■ **ABOUT THIS TASK**
Filter the records for "HashMap" and keep each line that has it.

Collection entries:
*-*-*
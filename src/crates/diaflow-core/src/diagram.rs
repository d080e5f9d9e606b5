//! Immutable post-compile artifact: typed nodes, edges and indices
//!
//! [`ExecutableDiagram`] is a pure data container produced by the
//! assembly phase. It owns the typed nodes and edges plus pre-computed
//! incoming/outgoing indices for O(1) dependency lookup, and a metadata
//! block the scheduler reads (start nodes, person catalog, dependency
//! sets, parallel groups, compilation warnings).
//!
//! The diagram has no back-references to construction-time objects and is
//! safe to share between concurrent executions behind an `Arc`.

use crate::domain::{ContentType, PersonLlmConfig};
use crate::handles::HandleLabel;
use crate::nodes::ExecutableNode;
use serde::{Deserialize, Serialize};
use std::collections::{BTreeMap, BTreeSet, HashMap};

/// A directed, typed connection between two compiled nodes.
#[derive(Debug, Clone, Serialize, Deserialize)]
pub struct ExecutableEdge {
    /// Unique edge id (carried over from the source arrow)
    pub id: String,
    /// Source node
    pub source_node_id: String,
    /// Output label on the source node
    pub source_output: HandleLabel,
    /// Target node
    pub target_node_id: String,
    /// Input label on the target node
    pub target_input: HandleLabel,
    /// Declared payload content type
    #[serde(default, skip_serializing_if = "Option::is_none")]
    pub content_type: Option<ContentType>,
    /// Merged transform rules (type-based + edge-specific)
    #[serde(default, skip_serializing_if = "serde_json::Map::is_empty")]
    pub transform_rules: serde_json::Map<String, serde_json::Value>,
    /// Arrow-level metadata carried through compilation
    #[serde(default, skip_serializing_if = "serde_json::Map::is_empty")]
    pub metadata: serde_json::Map<String, serde_json::Value>,
}

/// Person entry in the compiled person catalog.
#[derive(Debug, Clone, Serialize, Deserialize)]
pub struct CompiledPerson {
    /// Display label
    pub label: String,
    /// LLM configuration
    pub llm_config: PersonLlmConfig,
}

/// Metadata block assembled alongside the nodes and edges.
#[derive(Debug, Clone, Default, Serialize, Deserialize)]
pub struct DiagramInfo {
    /// Diagram id, when the source carried one
    #[serde(default, skip_serializing_if = "Option::is_none")]
    pub id: Option<String>,
    /// Diagram name
    #[serde(default, skip_serializing_if = "Option::is_none")]
    pub name: Option<String>,
    /// Ids of start nodes
    #[serde(default)]
    pub start_nodes: BTreeSet<String>,
    /// person id → nodes bound to that person
    #[serde(default)]
    pub person_nodes: BTreeMap<String, Vec<String>>,
    /// target node → set of source nodes it depends on
    #[serde(default)]
    pub node_dependencies: BTreeMap<String, BTreeSet<String>>,
    /// Disjoint-dependency groups the scheduler may dispatch together
    #[serde(default)]
    pub parallel_groups: Vec<BTreeSet<String>>,
    /// Warnings collected during compilation
    #[serde(default)]
    pub compilation_warnings: Vec<String>,
    /// Person catalog derived from the domain persons
    #[serde(default)]
    pub persons: BTreeMap<String, CompiledPerson>,
}

/// Immutable executable diagram.
///
/// # Examples
///
/// ```rust,ignore
/// let diagram = compiler.compile(&domain)?;
/// let start = diagram.metadata.start_nodes.iter().next().unwrap();
/// for edge in diagram.outgoing_edges(start) {
///     println!("{} -> {}", edge.source_node_id, edge.target_node_id);
/// }
/// ```
#[derive(Debug, Clone, Serialize, Deserialize)]
pub struct ExecutableDiagram {
    /// Typed nodes
    pub nodes: Vec<ExecutableNode>,
    /// Typed edges
    pub edges: Vec<ExecutableEdge>,
    /// Optional pre-computed topological order; when absent the
    /// scheduler derives ordering on demand
    #[serde(default, skip_serializing_if = "Option::is_none")]
    pub execution_order: Option<Vec<String>>,
    /// Assembly metadata
    #[serde(default)]
    pub metadata: DiagramInfo,

    #[serde(skip)]
    node_index: HashMap<String, usize>,
    #[serde(skip)]
    incoming_index: HashMap<String, Vec<usize>>,
    #[serde(skip)]
    outgoing_index: HashMap<String, Vec<usize>>,
}

impl ExecutableDiagram {
    /// Assemble a diagram and build its lookup indices.
    pub fn new(
        nodes: Vec<ExecutableNode>,
        edges: Vec<ExecutableEdge>,
        execution_order: Option<Vec<String>>,
        metadata: DiagramInfo,
    ) -> Self {
        let mut diagram = Self {
            nodes,
            edges,
            execution_order,
            metadata,
            node_index: HashMap::new(),
            incoming_index: HashMap::new(),
            outgoing_index: HashMap::new(),
        };
        diagram.rebuild_indices();
        diagram
    }

    /// Rebuild the node/edge indices (needed after deserialization).
    pub fn rebuild_indices(&mut self) {
        self.node_index = self
            .nodes
            .iter()
            .enumerate()
            .map(|(i, n)| (n.id().to_string(), i))
            .collect();
        self.incoming_index.clear();
        self.outgoing_index.clear();
        for (i, edge) in self.edges.iter().enumerate() {
            self.outgoing_index
                .entry(edge.source_node_id.clone())
                .or_default()
                .push(i);
            self.incoming_index
                .entry(edge.target_node_id.clone())
                .or_default()
                .push(i);
        }
    }

    /// O(1) node lookup by id.
    pub fn get_node(&self, id: &str) -> Option<&ExecutableNode> {
        self.node_index.get(id).map(|&i| &self.nodes[i])
    }

    /// Edges whose target is `id`.
    pub fn incoming_edges(&self, id: &str) -> impl Iterator<Item = &ExecutableEdge> {
        self.incoming_index
            .get(id)
            .into_iter()
            .flatten()
            .map(|&i| &self.edges[i])
    }

    /// Edges whose source is `id`.
    pub fn outgoing_edges(&self, id: &str) -> impl Iterator<Item = &ExecutableEdge> {
        self.outgoing_index
            .get(id)
            .into_iter()
            .flatten()
            .map(|&i| &self.edges[i])
    }

    /// Number of nodes.
    pub fn node_count(&self) -> usize {
        self.nodes.len()
    }

    /// Number of edges.
    pub fn edge_count(&self) -> usize {
        self.edges.len()
    }

    /// Re-check the post-compile invariants. Used defensively before
    /// execution; a compiled diagram should always pass.
    pub fn validate(&self) -> Vec<String> {
        use crate::domain::NodeType;

        let mut errors = Vec::new();

        let mut seen_nodes = BTreeSet::new();
        for node in &self.nodes {
            if !seen_nodes.insert(node.id()) {
                errors.push(format!("duplicate node id '{}'", node.id()));
            }
        }

        let mut seen_edges = BTreeSet::new();
        for edge in &self.edges {
            if !seen_edges.insert(edge.id.as_str()) {
                errors.push(format!("duplicate edge id '{}'", edge.id));
            }
            if self.get_node(&edge.source_node_id).is_none() {
                errors.push(format!(
                    "edge '{}' references missing source node '{}'",
                    edge.id, edge.source_node_id
                ));
            }
            if self.get_node(&edge.target_node_id).is_none() {
                errors.push(format!(
                    "edge '{}' references missing target node '{}'",
                    edge.id, edge.target_node_id
                ));
            }
        }

        for node in &self.nodes {
            match node.node_type() {
                NodeType::Start => {
                    if self.incoming_edges(node.id()).next().is_some() {
                        errors.push(format!("start node '{}' has incoming edges", node.id()));
                    }
                }
                NodeType::Endpoint => {
                    if self.outgoing_edges(node.id()).next().is_some() {
                        errors.push(format!("endpoint node '{}' has outgoing edges", node.id()));
                    }
                }
                _ => {}
            }
        }

        errors
    }
}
*-*-*
■ **COMPLETED TASK**
use std::collections::{BTreeMap, BTreeSet, HashMap};
    node_index: HashMap<String, usize>,
    incoming_index: HashMap<String, Vec<usize>>,
    outgoing_index: HashMap<String, Vec<usize>>,
            node_index: HashMap::new(),
            incoming_index: HashMap::new(),
            outgoing_index: HashMap::new(),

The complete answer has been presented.